The Taming of the Snape
folder
Harry Potter › Slash - Male/Male › Harry/Snape
Rating:
Adult +
Chapters:
22
Views:
9,430
Reviews:
29
Recommended:
0
Currently Reading:
0
Category:
Harry Potter › Slash - Male/Male › Harry/Snape
Rating:
Adult +
Chapters:
22
Views:
9,430
Reviews:
29
Recommended:
0
Currently Reading:
0
Disclaimer:
I do not own Harry Potter, nor any of the characters from the books or movies. I do not make any money from the writing of this story.
How, Why ... Where !!!
Snape clean-spelled up the wasted Ogden’s and summoned the company of another bottle. He gazed at the glass he was holding and for good measure put an ‘anti-spill’ charm on it. He followed that up with a ‘perpetual top up’ charm.
The brat *man* was insane. He told his conscience to sod off and stop correcting him.
The child *man* was an insufferable*sexy* good-for-nothing *hunk* Green eyed *yummy* bow legged (well Harry wasn’t bow legged but Snape threw it in for good measure) Gryffindor.

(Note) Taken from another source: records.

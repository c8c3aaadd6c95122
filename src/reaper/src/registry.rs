//! Table bindings and the one-reaper-per-table registry.

use std::collections::HashMap;
use std::fmt;
use std::str::FromStr;
use std::sync::{Arc, Mutex, PoisonError};

use tokio::task::JoinHandle;
use tracing::info;
use uuid::Uuid;

use common::config::{LivenessConfig, SweepConfig};
use common::events::{EventBus, EventKind};
use common::liveness::LivenessVerifier;
use common::stats::{KeyIndex, StatsTable};

use crate::scheduler::SweepScheduler;
use crate::sweeper::Sweeper;

#[derive(Debug, thiserror::Error)]
pub enum ReaperError {
    /// A misconfigured binding would silently leak stats forever, so an
    /// unknown identifier refuses to start instead of no-opping.
    #[error("unrecognized stats table identifier: {0}")]
    UnknownTable(String),

    #[error("a reaper is already bound to the {0} table")]
    AlreadyBound(TableId),
}

/// The stats tables this service knows how to sweep. The binding fixes both
/// the index/store pair being scanned and the event kind emitted on cleanup.
#[derive(Debug, Clone, Copy, PartialEq, Eq, Hash)]
pub enum TableId {
    Channels,
    Connections,
}

impl TableId {
    pub fn event_kind(self) -> EventKind {
        match self {
            TableId::Channels => EventKind::ChannelClosed,
            TableId::Connections => EventKind::ConnectionClosed,
        }
    }
}

impl fmt::Display for TableId {
    fn fmt(&self, f: &mut fmt::Formatter<'_>) -> fmt::Result {
        let s = match self {
            TableId::Channels => "channels",
            TableId::Connections => "connections",
        };
        write!(f, "{}", s)
    }
}

impl FromStr for TableId {
    type Err = ReaperError;

    fn from_str(s: &str) -> Result<Self, Self::Err> {
        match s {
            "channels" => Ok(TableId::Channels),
            "connections" => Ok(TableId::Connections),
            other => Err(ReaperError::UnknownTable(other.to_string())),
        }
    }
}

/// Everything a reaper instance needs to operate on one table.
pub struct TableBinding {
    pub table: TableId,
    pub index: Arc<dyn KeyIndex>,
    pub stats: Arc<dyn StatsTable>,
    pub verifier: Arc<dyn LivenessVerifier>,
    pub bus: Arc<dyn EventBus>,
}

struct ReaperInstance {
    id: Uuid,
    handle: JoinHandle<()>,
}

/// Tracks the running reaper per table and refuses duplicate bindings.
#[derive(Default)]
pub struct ReaperRegistry {
    running: Mutex<HashMap<TableId, ReaperInstance>>,
}

impl ReaperRegistry {
    pub fn new() -> Self {
        Self::default()
    }

    /// Start the scheduler/sweeper pair for one table binding.
    pub fn start(
        &self,
        binding: TableBinding,
        sweep: &SweepConfig,
        liveness: &LivenessConfig,
    ) -> Result<Uuid, ReaperError> {
        let mut running = self.running.lock().unwrap_or_else(PoisonError::into_inner);
        if running.contains_key(&binding.table) {
            return Err(ReaperError::AlreadyBound(binding.table));
        }

        let table = binding.table;
        let sweeper = Sweeper::new(
            table,
            binding.index.clone(),
            binding.stats,
            binding.verifier,
            binding.bus,
            sweep,
            liveness,
        );
        let handle = SweepScheduler::new(sweeper, binding.index, sweep).spawn();

        let id = Uuid::new_v4();
        info!(table = %table, reaper_id = %id, "reaper registered");
        running.insert(table, ReaperInstance { id, handle });
        Ok(id)
    }

    pub fn is_running(&self, table: TableId) -> bool {
        self.running
            .lock()
            .unwrap_or_else(PoisonError::into_inner)
            .contains_key(&table)
    }

    /// Stop every running reaper.
    pub fn shutdown(&self) {
        let mut running = self.running.lock().unwrap_or_else(PoisonError::into_inner);
        for (table, instance) in running.drain() {
            instance.handle.abort();
            info!(table = %table, reaper_id = %instance.id, "reaper stopped");
        }
    }
}

impl Drop for ReaperRegistry {
    fn drop(&mut self) {
        self.shutdown();
    }
}
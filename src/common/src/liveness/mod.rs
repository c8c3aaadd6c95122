//! Owner liveness verification.
//!
//! A stale stats row alone does not justify cleanup; the owning entity may
//! simply be idle. Before emitting a close event the sweeper asks whether
//! the owner still exists: authoritatively for local keys, via a
//! timeout-bounded status query for keys owned by another node. A query
//! that cannot complete in time yields `Unknown`, which callers treat as
//! "do nothing this round".

use std::collections::{HashMap, HashSet};
use std::sync::{Arc, PoisonError, RwLock};
use std::time::Duration;

use async_trait::async_trait;
use tracing::debug;

use crate::stats::{EntityKey, NodeId};

/// Verdict of a liveness check.
#[derive(Debug, Clone, Copy, PartialEq, Eq)]
pub enum Liveness {
    Alive,
    Dead,
    /// The owning node could not be reached in time; no verdict
    Unknown,
}

#[derive(Debug, thiserror::Error)]
pub enum LivenessError {
    #[error("node {0} is not reachable")]
    Unreachable(NodeId),

    #[error("status query failed: {0}")]
    Query(String),
}

/// Answers whether the owner of an entity key still exists.
#[async_trait]
pub trait LivenessVerifier: Send + Sync {
    async fn check(&self, key: &EntityKey, timeout: Duration) -> Liveness;
}

/// Cross-node status query. Implementations resolve whether `key` exists on
/// `node`; the caller bounds the call with a deadline.
#[async_trait]
pub trait NodeTransport: Send + Sync {
    async fn entity_exists(&self, node: &NodeId, key: &EntityKey) -> Result<bool, LivenessError>;
}

/// Authoritative record of the entities alive on one node.
///
/// Session lifecycles register on open and deregister on close; a key absent
/// here is definitively dead as far as this node is concerned.
#[derive(Debug)]
pub struct PresenceRegistry {
    node: NodeId,
    live: RwLock<HashSet<EntityKey>>,
}

impl PresenceRegistry {
    pub fn new(node: NodeId) -> Self {
        Self {
            node,
            live: RwLock::new(HashSet::new()),
        }
    }

    pub fn node(&self) -> &NodeId {
        &self.node
    }

    pub fn register(&self, key: EntityKey) {
        self.live
            .write()
            .unwrap_or_else(PoisonError::into_inner)
            .insert(key);
    }

    pub fn deregister(&self, key: &EntityKey) -> bool {
        self.live
            .write()
            .unwrap_or_else(PoisonError::into_inner)
            .remove(key)
    }

    pub fn contains(&self, key: &EntityKey) -> bool {
        self.live
            .read()
            .unwrap_or_else(PoisonError::into_inner)
            .contains(key)
    }
}

/// Liveness verifier combining the local presence registry with a node
/// transport for remote keys.
pub struct ClusterVerifier {
    local: Arc<PresenceRegistry>,
    transport: Arc<dyn NodeTransport>,
}

impl ClusterVerifier {
    pub fn new(local: Arc<PresenceRegistry>, transport: Arc<dyn NodeTransport>) -> Self {
        Self { local, transport }
    }
}

#[async_trait]
impl LivenessVerifier for ClusterVerifier {
    async fn check(&self, key: &EntityKey, timeout: Duration) -> Liveness {
        if key.node == *self.local.node() {
            return if self.local.contains(key) {
                Liveness::Alive
            } else {
                Liveness::Dead
            };
        }

        match tokio::time::timeout(timeout, self.transport.entity_exists(&key.node, key)).await {
            Ok(Ok(true)) => Liveness::Alive,
            Ok(Ok(false)) => Liveness::Dead,
            Ok(Err(e)) => {
                debug!(key = %key, error = %e, "status query failed, verdict unknown");
                Liveness::Unknown
            }
            Err(_) => {
                debug!(key = %key, ?timeout, "status query timed out, verdict unknown");
                Liveness::Unknown
            }
        }
    }
}

/// Transport over an in-process set of presence registries, one per node.
///
/// Backs single-process deployments and tests; a node with no registered
/// registry behaves like an unreachable peer.
#[derive(Debug, Default)]
pub struct InMemoryCluster {
    nodes: RwLock<HashMap<NodeId, Arc<PresenceRegistry>>>,
}

impl InMemoryCluster {
    pub fn new() -> Self {
        Self::default()
    }

    pub fn join(&self, registry: Arc<PresenceRegistry>) {
        self.nodes
            .write()
            .unwrap_or_else(PoisonError::into_inner)
            .insert(registry.node().clone(), registry);
    }

    pub fn leave(&self, node: &NodeId) {
        self.nodes
            .write()
            .unwrap_or_else(PoisonError::into_inner)
            .remove(node);
    }

    fn registry(&self, node: &NodeId) -> Option<Arc<PresenceRegistry>> {
        self.nodes
            .read()
            .unwrap_or_else(PoisonError::into_inner)
            .get(node)
            .cloned()
    }
}

#[async_trait]
impl NodeTransport for InMemoryCluster {
    async fn entity_exists(&self, node: &NodeId, key: &EntityKey) -> Result<bool, LivenessError> {
        match self.registry(node) {
            Some(registry) => Ok(registry.contains(key)),
            None => Err(LivenessError::Unreachable(node.clone())),
        }
    }
}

The Gryffindor bit stuck in his craw most of all; he noticed his conscience had nothing to say on the matter.
He closed his eyes and took a deep breathe. **Sigh** Snape opened his eyes and took a deep swig.

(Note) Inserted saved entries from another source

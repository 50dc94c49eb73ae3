//! zlib compression of large values.

use std::io::{Read, Write};

use flate2::Compression;
use flate2::read::ZlibDecoder;
use flate2::write::ZlibEncoder;

use crate::error::{Error, Result};
use crate::value::flags;

/// Compression policy applied to outgoing values.
#[derive(Debug, Clone, Copy)]
pub(crate) struct Compressor {
    /// Payloads at least this long are compressed. 0 disables compression.
    min_len: usize,
    level: u32,
}

impl Compressor {
    pub(crate) fn new(min_len: usize, level: u32) -> Self {
        Self {
            min_len,
            level: level.min(9),
        }
    }

    /// Compress `data` when it crosses the threshold and the result is smaller.
    ///
    /// Returns the payload to send and the flags with `COMPRESSED` set when
    /// compression was kept.
    pub(crate) fn compress(&self, data: Vec<u8>, item_flags: u32) -> Result<(Vec<u8>, u32)> {
        if self.min_len == 0 || data.len() < self.min_len {
            return Ok((data, item_flags));
        }

        let mut encoder = ZlibEncoder::new(
            Vec::with_capacity(data.len() / 2),
            Compression::new(self.level),
        );
        encoder.write_all(&data).map_err(Error::Compression)?;
        let compressed = encoder.finish().map_err(Error::Compression)?;

        if compressed.len() < data.len() {
            Ok((compressed, item_flags | flags::COMPRESSED))
        } else {
            Ok((data, item_flags))
        }
    }
}

/// Undo [`Compressor::compress`] if the item flags say the payload is compressed.
pub(crate) fn decompress(data: Vec<u8>, item_flags: u32) -> Result<Vec<u8>> {
    if item_flags & flags::COMPRESSED == 0 {
        return Ok(data);
    }
    let mut out = Vec::with_capacity(data.len() * 4);
    ZlibDecoder::new(data.as_slice())
        .read_to_end(&mut out)
        .map_err(Error::Compression)?;
    Ok(out)
}
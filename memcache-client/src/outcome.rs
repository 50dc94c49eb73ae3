//! Result types for cache reads and writes.
//!
//! A miss or a failed write is an ordinary outcome for a cache, so these are
//! values rather than errors. Faults that must never be swallowed (bad keys,
//! unserializable values) still come back as [`Error`](crate::Error).

use crate::error::Error;
use crate::value::Value;

/// Why a read or write did not complete.
#[derive(Debug, Clone, PartialEq, Eq)]
pub enum Failure {
    /// The value exceeds the server's item size limit, even after compression.
    TooLarge,
    /// The server answered with an error.
    Server(String),
    /// The node could not be reached or the exchange broke down.
    Transport(String),
    /// The stored payload could not be decompressed or decoded.
    Corrupt(String),
}

impl Failure {
    pub(crate) fn from_error(err: &Error) -> Self {
        match err {
            Error::Server(msg) if is_too_large(msg) => Failure::TooLarge,
            Error::Server(msg) => Failure::Server(msg.clone()),
            other => Failure::Transport(other.to_string()),
        }
    }
}

/// memcached reports oversize items as `SERVER_ERROR object too large for cache`
/// (text) or status 0x0003 "Value too large" (binary).
pub(crate) fn is_too_large(msg: &str) -> bool {
    let msg = msg.to_ascii_lowercase();
    msg.contains("too large")
}

/// Outcome of a single-key read.
#[derive(Debug, Clone, PartialEq)]
pub enum Lookup {
    Hit(Value),
    Miss,
    Failure(Failure),
}

impl Lookup {
    /// Returns the value on a hit.
    pub fn into_value(self) -> Option<Value> {
        match self {
            Lookup::Hit(value) => Some(value),
            _ => None,
        }
    }

    pub fn is_hit(&self) -> bool {
        matches!(self, Lookup::Hit(_))
    }
}

/// Outcome of a single-key write.
#[derive(Debug, Clone, PartialEq, Eq)]
pub enum Store {
    /// The item was written.
    Stored,
    /// ADD found an existing key, or REPLACE found none.
    NotStored,
    Failure(Failure),
}

impl Store {
    /// Collapses the outcome to the boolean a generic cache interface expects.
    pub fn is_stored(&self) -> bool {
        matches!(self, Store::Stored)
    }
}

With a Toast to Ogden and to his own waning sanity he continued to read. His eyes wearily crossed the parchment becoming wider and wider as he progressed.
Suddenly he jerked upright. As if the “How….” Wasn’t sufficient, he was now being subjected to “Why …”

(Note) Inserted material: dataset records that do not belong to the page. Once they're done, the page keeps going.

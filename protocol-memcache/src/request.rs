//! Client-side request encoding for Memcache ASCII protocol.
//!
//! Requests are appended to a [`BytesMut`], so several requests can be
//! encoded back to back and written to the socket in a single call.

use bytes::{BufMut, BytesMut};

/// The storage verbs sharing the `<cmd> <key> <flags> <exptime> <bytes>` layout.
#[derive(Debug, Clone, Copy, PartialEq, Eq)]
pub enum StorageCommand {
    /// Store unconditionally.
    Set,
    /// Store only if the key does not already exist.
    Add,
    /// Store only if the key already exists.
    Replace,
}

impl StorageCommand {
    fn verb(self) -> &'static [u8] {
        match self {
            StorageCommand::Set => b"set",
            StorageCommand::Add => b"add",
            StorageCommand::Replace => b"replace",
        }
    }
}

/// A request builder for encoding Memcache commands.
#[derive(Debug, Clone)]
pub enum Request<'a> {
    /// GET command: `get <key>\r\n`
    Get { key: &'a [u8] },
    /// Multi-GET command: `get <key1> <key2> ...\r\n`
    GetMulti { keys: &'a [&'a [u8]] },
    /// Storage command: `<cmd> <key> <flags> <exptime> <bytes>\r\n<data>\r\n`
    Store {
        command: StorageCommand,
        key: &'a [u8],
        value: &'a [u8],
        flags: u32,
        exptime: u32,
    },
    /// INCR command: `incr <key> <delta>\r\n`
    Incr { key: &'a [u8], delta: u64 },
    /// DECR command: `decr <key> <delta>\r\n`
    Decr { key: &'a [u8], delta: u64 },
    /// DELETE command: `delete <key>\r\n`
    Delete { key: &'a [u8] },
    /// FLUSH_ALL command: `flush_all\r\n`
    FlushAll,
    /// VERSION command: `version\r\n`
    Version,
    /// QUIT command: `quit\r\n`
    Quit,
    /// ASCII authentication, memcached's `-Y` mode:
    /// `set _auth 0 0 <bytes>\r\n<username> <password>\r\n`
    Auth {
        username: &'a [u8],
        password: &'a [u8],
    },
}

impl<'a> Request<'a> {
    /// Create a GET request.
    #[inline]
    pub fn get(key: &'a [u8]) -> Self {
        Request::Get { key }
    }

    /// Create a multi-GET request.
    #[inline]
    pub fn get_multi(keys: &'a [&'a [u8]]) -> Self {
        Request::GetMulti { keys }
    }

    /// Create a SET request.
    #[inline]
    pub fn set(key: &'a [u8], value: &'a [u8]) -> StorageRequest<'a> {
        StorageRequest::new(StorageCommand::Set, key, value)
    }

    /// Create an ADD request (store only if key does not exist).
    #[inline]
    pub fn add(key: &'a [u8], value: &'a [u8]) -> StorageRequest<'a> {
        StorageRequest::new(StorageCommand::Add, key, value)
    }

    /// Create a REPLACE request (store only if key already exists).
    #[inline]
    pub fn replace(key: &'a [u8], value: &'a [u8]) -> StorageRequest<'a> {
        StorageRequest::new(StorageCommand::Replace, key, value)
    }

    /// Create an INCR request.
    #[inline]
    pub fn incr(key: &'a [u8], delta: u64) -> Self {
        Request::Incr { key, delta }
    }

    /// Create a DECR request.
    #[inline]
    pub fn decr(key: &'a [u8], delta: u64) -> Self {
        Request::Decr { key, delta }
    }

    /// Create a DELETE request.
    #[inline]
    pub fn delete(key: &'a [u8]) -> Self {
        Request::Delete { key }
    }

    /// Create a FLUSH_ALL request.
    #[inline]
    pub fn flush_all() -> Self {
        Request::FlushAll
    }

    /// Create a VERSION request.
    #[inline]
    pub fn version() -> Self {
        Request::Version
    }

    /// Create a QUIT request.
    #[inline]
    pub fn quit() -> Self {
        Request::Quit
    }

    /// Create an ASCII authentication request.
    #[inline]
    pub fn auth(username: &'a [u8], password: &'a [u8]) -> Self {
        Request::Auth { username, password }
    }

    /// Upper bound of the encoded size, used to reserve buffer space.
    pub fn encoded_len(&self) -> usize {
        // " <u32> <u32> <usize>\r\n" plus the data terminator
        const STORAGE_ARGS: usize = 1 + 10 + 1 + 10 + 1 + 20 + 2 + 2;
        match self {
            Request::Get { key } => 6 + key.len(),
            Request::GetMulti { keys } => 5 + keys.iter().map(|k| 1 + k.len()).sum::<usize>(),
            Request::Store {
                command, key, value, ..
            } => command.verb().len() + 1 + key.len() + STORAGE_ARGS + value.len(),
            Request::Incr { key, .. } | Request::Decr { key, .. } => 28 + key.len(),
            Request::Delete { key } => 9 + key.len(),
            Request::FlushAll => 11,
            Request::Version => 9,
            Request::Quit => 6,
            Request::Auth { username, password } => 40 + username.len() + password.len(),
        }
    }

    /// Append the encoded request to `buf`.
    ///
    /// Returns the number of bytes written.
    pub fn encode(&self, buf: &mut BytesMut) -> usize {
        let start = buf.len();
        buf.reserve(self.encoded_len());
        match self {
            Request::Get { key } => encode_keys(buf, &[*key]),
            Request::GetMulti { keys } => encode_keys(buf, keys),
            Request::Store {
                command,
                key,
                value,
                flags,
                exptime,
            } => encode_storage(buf, command.verb(), key, value, *flags, *exptime),
            Request::Incr { key, delta } => encode_incr_decr(buf, b"incr", key, *delta),
            Request::Decr { key, delta } => encode_incr_decr(buf, b"decr", key, *delta),
            Request::Delete { key } => {
                buf.put_slice(b"delete ");
                buf.put_slice(key);
                buf.put_slice(b"\r\n");
            }
            Request::FlushAll => encode_simple(buf, b"flush_all"),
            Request::Version => encode_simple(buf, b"version"),
            Request::Quit => encode_simple(buf, b"quit"),
            Request::Auth { username, password } => encode_auth(buf, username, password),
        }
        buf.len() - start
    }
}

/// Builder for SET/ADD/REPLACE requests with optional flags and exptime.
#[derive(Debug, Clone)]
pub struct StorageRequest<'a> {
    command: StorageCommand,
    key: &'a [u8],
    value: &'a [u8],
    flags: u32,
    exptime: u32,
}

impl<'a> StorageRequest<'a> {
    fn new(command: StorageCommand, key: &'a [u8], value: &'a [u8]) -> Self {
        Self {
            command,
            key,
            value,
            flags: 0,
            exptime: 0,
        }
    }

    /// Set the flags value.
    #[inline]
    pub fn flags(mut self, flags: u32) -> Self {
        self.flags = flags;
        self
    }

    /// Set the wire expiration (0, relative seconds, or a UNIX timestamp).
    #[inline]
    pub fn exptime(mut self, exptime: u32) -> Self {
        self.exptime = exptime;
        self
    }

    /// Build the final request.
    #[inline]
    pub fn build(self) -> Request<'a> {
        Request::Store {
            command: self.command,
            key: self.key,
            value: self.value,
            flags: self.flags,
            exptime: self.exptime,
        }
    }

    /// Append the encoded request to `buf`.
    #[inline]
    pub fn encode(&self, buf: &mut BytesMut) -> usize {
        self.clone().build().encode(buf)
    }
}

/// `get <key1> <key2> ...\r\n`
fn encode_keys(buf: &mut BytesMut, keys: &[&[u8]]) {
    if keys.is_empty() {
        return;
    }
    buf.put_slice(b"get");
    for key in keys {
        buf.put_u8(b' ');
        buf.put_slice(key);
    }
    buf.put_slice(b"\r\n");
}

/// `<cmd> <key> <flags> <exptime> <bytes>\r\n<data>\r\n`
fn encode_storage(
    buf: &mut BytesMut,
    cmd: &[u8],
    key: &[u8],
    value: &[u8],
    flags: u32,
    exptime: u32,
) {
    let mut num = itoa::Buffer::new();

    buf.put_slice(cmd);
    buf.put_u8(b' ');
    buf.put_slice(key);
    buf.put_u8(b' ');
    buf.put_slice(num.format(flags).as_bytes());
    buf.put_u8(b' ');
    buf.put_slice(num.format(exptime).as_bytes());
    buf.put_u8(b' ');
    buf.put_slice(num.format(value.len()).as_bytes());
    buf.put_slice(b"\r\n");

    buf.put_slice(value);
    buf.put_slice(b"\r\n");
}

/// `<cmd> <key> <delta>\r\n`
fn encode_incr_decr(buf: &mut BytesMut, cmd: &[u8], key: &[u8], delta: u64) {
    let mut num = itoa::Buffer::new();
    buf.put_slice(cmd);
    buf.put_u8(b' ');
    buf.put_slice(key);
    buf.put_u8(b' ');
    buf.put_slice(num.format(delta).as_bytes());
    buf.put_slice(b"\r\n");
}

fn encode_auth(buf: &mut BytesMut, username: &[u8], password: &[u8]) {
    let mut num = itoa::Buffer::new();
    let len = username.len() + 1 + password.len();
    buf.put_slice(b"set _auth 0 0 ");
    buf.put_slice(num.format(len).as_bytes());
    buf.put_slice(b"\r\n");
    buf.put_slice(username);
    buf.put_u8(b' ');
    buf.put_slice(password);
    buf.put_slice(b"\r\n");
}

fn encode_simple(buf: &mut BytesMut, cmd: &[u8]) {
    buf.put_slice(cmd);
    buf.put_slice(b"\r\n");
}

He peered around the flowing parchment hesitantly, to check how much was left unread and it dawned on him that he was only a third of the way through. For a moment he starred into the fire. In another moment his thoughts were lost to the golden hue of Ogden’s.
But, the ink glittered in rainbow hues; the words beckoned him into their embrace. The floating scroll silently tormented him.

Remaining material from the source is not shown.